Evidemment, Kenneth Myers ne pense pas un mot de ce qu'il écrit. Son étude n'est pas non plus un canular. Ce médecin canadien a simplement voulu illustrer par un exemple spectaculaire les dérives d'une pratique à laquelle se livrent parfois des chercheurs peu scrupuleux, connue en anglais sous la belle expression de "cherry-picking", littéralement la cueillette des cerises, que je traduirai par "tri sélectif des données". Quand on cueille des cerises, on met dans son panier les beaux fruits et on laisse sur l'arbre les fruits abîmés, qui ne nous conviennent pas. Dans son introduction, que j'ai opportunément gardée pour la fin, Kenneth Myers explique qu'en effectuant ce genre de tri, en ne conservant que les données qui les arrangent et en mettant les autres sous le tapis, certains articles scientifiques"ont le potentiel de créer un argumentaire convaincant en faveur d'une hypothèse erronée. Des corrélations ou des extrapolations impropres peuvent aboutir à des conclusions dangereusement fausses." Mais autant il est aisé, dans un article sur les "bienfaits" du tabac, de pointer ce manquement à l'éthique, autant il est compliqué de le repérer dans la plupart des articles horriblement pointus qui peuplent les revues spécialisées.

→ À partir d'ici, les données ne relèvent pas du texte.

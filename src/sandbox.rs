//! Process-level containment for untrusted JavaScript.
//!
//! The `Executor` knows HOW to run a function once on one input and report
//! what came back. It does not compare against expected outputs; that is
//! the runner's job.
//!
//! `NodeSandbox` runs each invocation in a fresh `node` child process inside
//! a throwaway directory, with a cleared environment, a V8 heap cap, a wall
//! clock timeout, an output cap, and a global limit on concurrent children.
//! The child is killed if the run is abandoned.
//!
//! This bounds time, memory and output. It is not a filesystem or network
//! jail: the child runs with the server's user and can use `require`. Set
//! `runner.restrict_fs` to add Node's permission model (reads limited to the
//! run directory, no writes, no child processes), or run the service itself
//! inside a container.

use std::{process::Stdio, sync::Arc, time::Duration};

use async_trait::async_trait;
use serde::Deserialize;
use serde_json::Value;
use thiserror::Error;
use tokio::{
  io::{AsyncReadExt, AsyncWriteExt},
  process::Command,
  sync::Semaphore,
};
use tracing::{debug, instrument, warn};
use uuid::Uuid;

use crate::config::RunnerConfig;

/// Name bound to a source that is a bare function expression.
pub const EXPRESSION_BINDING: &str = "__solution__";

/// Which function a run should call.
#[derive(Clone, Debug, PartialEq, Eq)]
pub enum EntryPoint {
  /// A function the source declares under this name.
  Named(String),
  /// The whole source is a function expression.
  Expression,
}

impl EntryPoint {
  pub fn binding(&self) -> &str {
    match self {
      EntryPoint::Named(name) => name,
      EntryPoint::Expression => EXPRESSION_BINDING,
    }
  }
}

/// What a single invocation produced.
#[derive(Clone, Debug, PartialEq)]
pub enum ExecOutcome {
  /// The function returned a JSON-representable value.
  Returned(Value),
  /// The function returned something `JSON.stringify` drops (e.g. `undefined`).
  Undefined,
  /// The function (or serialising its result) threw.
  Threw(String),
  /// The process died without reporting a result (syntax error, exit, OOM).
  Crashed(String),
  TimedOut,
}

#[derive(Debug, Error)]
pub enum SandboxError {
  #[error("failed to spawn {program}: {source}")]
  Spawn { program: String, source: std::io::Error },
  #[error("sandbox I/O: {0}")]
  Io(#[from] std::io::Error),
  #[error("output exceeded {0} bytes")]
  OutputTooLarge(usize),
  #[error("unreadable harness output: {0}")]
  Protocol(String),
}

#[async_trait]
pub trait Executor: Send + Sync {
  async fn execute(
    &self,
    source: &str,
    entry: &EntryPoint,
    input: &Value,
  ) -> Result<ExecOutcome, SandboxError>;
}

#[derive(Deserialize)]
#[serde(tag = "status", rename_all = "snake_case")]
enum Envelope {
  Returned { value: Value },
  Undefined,
  Threw { message: String },
  Harness { message: String },
}

/// Build the script file: user source, then a harness that reads the input
/// from stdin, calls the entry point once, and prints one marker-prefixed
/// JSON envelope on its own line.
fn build_script(source: &str, entry: &EntryPoint, marker: &str) -> String {
  let body = match entry {
    EntryPoint::Named(_) => source.to_string(),
    EntryPoint::Expression => {
      let expr = source.trim_end_matches(|c: char| c == ';' || c.is_whitespace());
      format!("const {EXPRESSION_BINDING} = (\n{expr}\n);")
    }
  };
  let binding = entry.binding();
  format!(
    r#"{body}
;(function (__entry) {{
  const __emit = (raw) => process.stdout.write("\n{marker}" + raw + "\n");
  let __input;
  try {{
    __input = JSON.parse(require("fs").readFileSync(0, "utf8"));
  }} catch (e) {{
    __emit(JSON.stringify({{ status: "harness", message: String(e) }}));
    return;
  }}
  try {{
    if (typeof __entry !== "function") {{
      throw new TypeError("{binding} is not a function");
    }}
    const text = JSON.stringify(__entry(__input));
    if (text === undefined) {{
      __emit('{{"status":"undefined"}}');
    }} else {{
      __emit('{{"status":"returned","value":' + text + '}}');
    }}
  }} catch (e) {{
    __emit(JSON.stringify({{ status: "threw", message: String(e && e.stack ? e.stack : e) }}));
  }}
}})(typeof {binding} === "undefined" ? undefined : {binding});
"#
  )
}

/// Find the last envelope line in stdout; user output before it is ignored.
fn parse_envelope(stdout: &str, marker: &str) -> Option<Result<Envelope, serde_json::Error>> {
  stdout
    .lines()
    .rev()
    .find_map(|line| line.strip_prefix(marker))
    .map(serde_json::from_str::<Envelope>)
}

fn tail(bytes: &[u8], max: usize) -> String {
  let s = String::from_utf8_lossy(bytes);
  let s = s.trim();
  match s.char_indices().rev().nth(max) {
    Some((i, _)) => format!("…{}", &s[i..]),
    None => s.to_string(),
  }
}

#[derive(Clone)]
pub struct NodeSandbox {
  cfg: RunnerConfig,
  permits: Arc<Semaphore>,
}

impl NodeSandbox {
  pub fn new(cfg: RunnerConfig) -> Self {
    let permits = Arc::new(Semaphore::new(cfg.max_parallel_runs.max(1)));
    Self { cfg, permits }
  }

  fn command(&self, dir: &std::path::Path, script: &std::path::Path) -> Command {
    let mut cmd = Command::new(&self.cfg.node_binary);
    cmd.arg(format!("--max-old-space-size={}", self.cfg.memory_limit_mb))
      .args(&self.cfg.node_args);
    if self.cfg.restrict_fs {
      cmd.arg("--experimental-permission").arg(format!("--allow-fs-read={}", dir.display()));
    }
    cmd.arg(script)
      .current_dir(dir)
      .env_clear()
      .stdin(Stdio::piped())
      .stdout(Stdio::piped())
      .stderr(Stdio::piped())
      .kill_on_drop(true);
    if let Some(path) = std::env::var_os("PATH") {
      cmd.env("PATH", path);
    }
    cmd
  }
}

#[async_trait]
impl Executor for NodeSandbox {
  #[instrument(level = "debug", skip(self, source, input), fields(source_len = source.len(), entry = %entry.binding()))]
  async fn execute(
    &self,
    source: &str,
    entry: &EntryPoint,
    input: &Value,
  ) -> Result<ExecOutcome, SandboxError> {
    let _permit = self
      .permits
      .acquire()
      .await
      .map_err(|e| SandboxError::Protocol(e.to_string()))?;

    let dir = tempfile::tempdir()?;
    let marker = format!("@@result-{}@@", Uuid::new_v4().simple());
    let script_path = dir.path().join("solution.js");
    tokio::fs::write(&script_path, build_script(source, entry, &marker)).await?;
    let stdin_bytes = serde_json::to_vec(input).map_err(|e| SandboxError::Protocol(e.to_string()))?;

    let mut child = self
      .command(dir.path(), &script_path)
      .spawn()
      .map_err(|source| SandboxError::Spawn { program: self.cfg.node_binary.clone(), source })?;

    let (Some(mut stdin), Some(stdout), Some(stderr)) =
      (child.stdin.take(), child.stdout.take(), child.stderr.take())
    else {
      return Err(SandboxError::Protocol("child pipes unavailable".into()));
    };

    // One byte past the cap tells us the cap was hit.
    let cap = self.cfg.max_output_bytes as u64 + 1;
    let feed = async move {
      // A child that exits without reading stdin closes the pipe; not our error.
      let _ = stdin.write_all(&stdin_bytes).await;
      let _ = stdin.shutdown().await;
    };
    let read_out = async move {
      let mut buf = Vec::new();
      stdout.take(cap).read_to_end(&mut buf).await.map(|_| buf)
    };
    let read_err = async move {
      let mut buf = Vec::new();
      stderr.take(cap).read_to_end(&mut buf).await.map(|_| buf)
    };

    let limit = Duration::from_millis(self.cfg.timeout_ms);
    let finished = tokio::time::timeout(limit, async {
      let (_, out, err, status) = tokio::join!(feed, read_out, read_err, child.wait());
      (out, err, status)
    })
    .await;

    let (out, err, status) = match finished {
      Ok(parts) => parts,
      Err(_) => {
        warn!(target: "runner", timeout_ms = self.cfg.timeout_ms, "Run timed out; killing child");
        let _ = child.kill().await;
        return Ok(ExecOutcome::TimedOut);
      }
    };
    let (out, err, status) = (out?, err?, status?);

    if out.len() > self.cfg.max_output_bytes {
      return Err(SandboxError::OutputTooLarge(self.cfg.max_output_bytes));
    }
    debug!(target: "runner", exit = ?status.code(), stdout_len = out.len(), stderr_len = err.len(), "Child finished");

    let stdout = String::from_utf8_lossy(&out);
    match parse_envelope(&stdout, &marker) {
      Some(Ok(Envelope::Returned { value })) => Ok(ExecOutcome::Returned(value)),
      Some(Ok(Envelope::Undefined)) => Ok(ExecOutcome::Undefined),
      Some(Ok(Envelope::Threw { message })) => Ok(ExecOutcome::Threw(message)),
      Some(Ok(Envelope::Harness { message })) => Err(SandboxError::Protocol(message)),
      Some(Err(e)) => Err(SandboxError::Protocol(e.to_string())),
      None => Ok(ExecOutcome::Crashed(format!("exit {:?}: {}", status.code(), tail(&err, 400)))),
    }
  }
}

/// True if a `node` binary is on PATH; Node-backed tests skip otherwise.
#[cfg(test)]
pub(crate) async fn node_available() -> bool {
  Command::new("node")
    .arg("--version")
    .stdout(Stdio::null())
    .stderr(Stdio::null())
    .status()
    .await
    .map(|s| s.success())
    .unwrap_or(false)
}
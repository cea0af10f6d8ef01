//! Router assembly: HTTP endpoints, WebSocket upgrade, static files, CORS, and HTTP tracing.

use std::sync::Arc;

use axum::{
    routing::{get, post},
    Router,
};
use tower_http::{
    cors::{Any, CorsLayer},
    services::{ServeDir, ServeFile},
    trace::{DefaultMakeSpan, DefaultOnRequest, DefaultOnResponse, TraceLayer},
};
use tracing::Level;

use crate::state::AppState;

pub mod http;
pub mod ws;

/// Build the application router with:
/// - WebSocket viewing sessions at `/ws`
/// - REST-ish API under `/api/v1/...`
/// - Static front-end from the configured directory with index fallback
/// - CORS (allow any origin/method/headers)
/// - HTTP trace layer (per-request spans w/ method, path, status, latency)
pub fn build_router(state: Arc<AppState>) -> Router {
    let static_dir = state.config.server.static_dir.clone();
    let static_service = ServeDir::new(&static_dir)
        .append_index_html_on_directories(true)
        .not_found_service(ServeFile::new(static_dir.join("index.html")));

    Router::new()
        .route("/ws", get(ws::ws_upgrade))
        .route("/api/v1/health", get(http::http_health))
        .route("/api/v1/problems/:id", get(http::http_get_problem))
        .route("/api/v1/problems/:id/submit", post(http::http_post_submit))
        .route("/api/v1/problems/:id/hint", post(http::http_post_hint))
        .with_state(state)
        .layer(
            CorsLayer::new()
                .allow_origin(Any)
                .allow_methods(Any)
                .allow_headers(Any),
        )
        .layer(
            TraceLayer::new_for_http()
                .make_span_with(DefaultMakeSpan::new().level(Level::INFO))
                .on_request(DefaultOnRequest::new().level(Level::INFO))
                .on_response(DefaultOnResponse::new().level(Level::INFO)),
        )
        .fallback_service(static_service)
}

Le tri sélectif de données scientifiques n'est pas l'apanage des seuls chercheurs. Je donnerai donc, pour terminer, deux exemples. En 2007, la Maison Blanche, sous la présidence de George W. Bush, s'est mise à la faute en affirmant que les Etats-Unis faisaient mieux que l'Europe dans la lutte contre les émissions de gaz à effet de serre (GES). En effet, l'augmentation de ces émissions américaines entre 2000 et 2004 avait été moindre que celle des pays de l'UE (à quinze). Or, n'ont pas manqué de faire remarquer les spécialistes, le choix des dates avait été particulièrement subtil et trompeur. Car le point de départ internationalement reconnu dans le domaine des gaz à effet de serre est 1990 et non pas 2000. Si l'on prend donc la période 1990-2004, les émissions de GES aux Etats-Unis ont augmenté de 15 % tandis que celles de l'UE ont baissé de 1%... Autre exemple d'extrapolation abusive, cette fois due à la presse avec ce titre incroyable trouvé dans le quotidien britannique The Evening Standard en 2010 :

En français, cela donne "Les bananes aussi bonnes que les médicaments pour traiter le VIH, disent des chercheurs". Bien sûr, comme l'explique le blog Radiokate, les chercheurs en question n'ont jamais prétendu une telle chose et n'ont pas non plus incité les séropositifs à échanger leurs trithérapies contre un régime de bananes. Leur communiqué dit bien qu'ils ont découvert, dans ces fruits, un composé susceptible de servir de microbicide contre le virus du sida et donc d'empêcher l'infection. En aucun cas un microbicide, qui a un rôle préventif, ne peut remplacer un traitement une fois que la personne est contaminée. Une fois de plus, l'auteur de l'article n'a vu que ce qu'il ou elle voulait y voir.